01 -
Preheat oven to 350°F. Line a baking sheet with parchment paper for easy cleanup and to prevent sticking.
02 -
Heat a large non-stick skillet over medium-high. Add ground beef, breaking apart with a spatula. When beef begins to brown, add sliced onion and bell pepper. Sauté until beef is cooked through and vegetables are softened, 5-7 minutes. Drain excess fat from the pan.
03 -
Return skillet to medium heat. Stir in Worcestershire sauce, salt, and pepper. Add cream cheese, stirring until fully melted and mixture is cohesive. Remove from heat and set aside.
04 -
On the prepared baking sheet, make 8 even mounds using approximately 1/4 cup Monterey Jack cheese per circle. Space them apart so they don’t touch.
05 -
Bake in preheated oven for 8-10 minutes until the cheese melts, edges turn golden, and centers develop a lacy structure. Remove and let cool 1 minute so cheese is pliable but not hot.
06 -
Place about 2 tablespoons of beef mixture in the center of each cheese circle. Quickly but carefully, roll or fold up the cheese around the beef. Let rolled-up cheese set 2-3 minutes so it firms as it cools.
07 -
Arrange warm cheesesteak rolls on a platter.
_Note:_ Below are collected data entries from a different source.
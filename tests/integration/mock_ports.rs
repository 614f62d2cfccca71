//! Mock port adapters for integration tests.
//!
//! Each mock records what the services asked of it so tests can assert
//! on the full call history without a broker, model file or terminal.

use std::cell::RefCell;
use std::collections::VecDeque;

use chrono::{DateTime, NaiveDateTime};
use smartgarden::app::commands::Command;
use smartgarden::app::events::AppEvent;
use smartgarden::app::ports::{
    Classifier, CommandPublisher, DashboardView, DisplaySurface, EventSink,
};
use smartgarden::error::{ClassifierError, CommsError};
use smartgarden::telemetry::{Features, SensorReading};

// ── Publisher ─────────────────────────────────────────────────

#[derive(Default)]
pub struct RecordingPublisher {
    pub published: Vec<Command>,
    /// Refuse this many upcoming publishes.
    pub refuse: usize,
}

#[allow(dead_code)]
impl RecordingPublisher {
    pub fn new() -> Self {
        Self::default()
    }

    pub fn last(&self) -> Option<Command> {
        self.published.last().copied()
    }
}

impl CommandPublisher for RecordingPublisher {
    fn publish(&mut self, command: Command) -> Result<(), CommsError> {
        if self.refuse > 0 {
            self.refuse -= 1;
            return Err(CommsError::PublishFailed("mock refused".to_string()));
        }
        self.published.push(command);
        Ok(())
    }
}

// ── Classifiers ───────────────────────────────────────────────

/// Dry soil waters, heat alarms, otherwise standby.
pub struct RuleClassifier;

impl Classifier for RuleClassifier {
    fn predict(&self, f: &Features) -> Result<u8, ClassifierError> {
        f.validate()?;
        Ok(if f.temperature > 35.0 {
            2
        } else if f.soil_humidity <= 40.0 {
            1
        } else {
            0
        })
    }
}

/// Returns pre-scripted labels in order, then fails.
pub struct ScriptedClassifier {
    labels: RefCell<VecDeque<u8>>,
}

#[allow(dead_code)]
impl ScriptedClassifier {
    pub fn new(labels: impl IntoIterator<Item = u8>) -> Self {
        Self {
            labels: RefCell::new(labels.into_iter().collect()),
        }
    }
}

impl Classifier for ScriptedClassifier {
    fn predict(&self, _features: &Features) -> Result<u8, ClassifierError> {
        self.labels
            .borrow_mut()
            .pop_front()
            .ok_or(ClassifierError::ArtifactInvalid("script exhausted".to_string()))
    }
}

// ── Event sink ────────────────────────────────────────────────

#[derive(Default)]
pub struct RecordingSink {
    pub events: Vec<AppEvent>,
}

#[allow(dead_code)]
impl RecordingSink {
    pub fn new() -> Self {
        Self::default()
    }

    pub fn count(&self, pred: impl Fn(&AppEvent) -> bool) -> usize {
        self.events.iter().filter(|e| pred(e)).count()
    }
}

impl EventSink for RecordingSink {
    fn emit(&mut self, event: &AppEvent) {
        self.events.push(event.clone());
    }
}

// ── Display ───────────────────────────────────────────────────

#[derive(Debug, Clone, PartialEq)]
pub struct Frame {
    pub status: Command,
    pub readings: Vec<SensorReading>,
}

#[derive(Default)]
pub struct RecordingDisplay {
    pub frames: Vec<Frame>,
}

#[allow(dead_code)]
impl RecordingDisplay {
    pub fn new() -> Self {
        Self::default()
    }

    pub fn last(&self) -> Option<&Frame> {
        self.frames.last()
    }
}

impl DisplaySurface for RecordingDisplay {
    fn render(&mut self, view: &DashboardView<'_>) {
        self.frames.push(Frame {
            status: view.status,
            readings: view.readings.to_vec(),
        });
    }
}

// ── Fixtures ──────────────────────────────────────────────────

#[allow(dead_code)]
pub fn ts(offset_secs: i64) -> NaiveDateTime {
    DateTime::from_timestamp(1_740_817_800 + offset_secs, 0)
        .unwrap()
        .naive_utc()
}

#[allow(dead_code)]
pub fn reading(temp: f32, air: f32, soil: f32, light: bool) -> SensorReading {
    SensorReading::new(ts(0), temp, air, soil, light)
}

#[allow(dead_code)]
pub fn payload(temp: f32, air: f32, soil: f32, ldr: u8, waktu: &str) -> Vec<u8> {
    format!(
        r#"{{"suhu":{temp},"kelembaban_udara":{air},"kelembaban_tanah":{soil},"ldr":{ldr},"waktu":"{waktu}"}}"#
    )
    .into_bytes()
}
Optionally, garnish with chopped fresh parsley or a light dusting of paprika.
08 -
For a bread-like exterior: Microwave mozzarella and cream cheese together in 30-second intervals until melted. Stir, add egg, then almond flour and salt. Mix into a smooth dough. Shape into 8 circles on parchment, bake at 400°F for 12-15 minutes. Add filling and roll as above.
09 -
For a faster shortcut: Use pre-made keto-friendly tortillas. Warm the tortilla, spread a thin layer of cream cheese, spoon beef filling, roll up, and heat briefly to seal.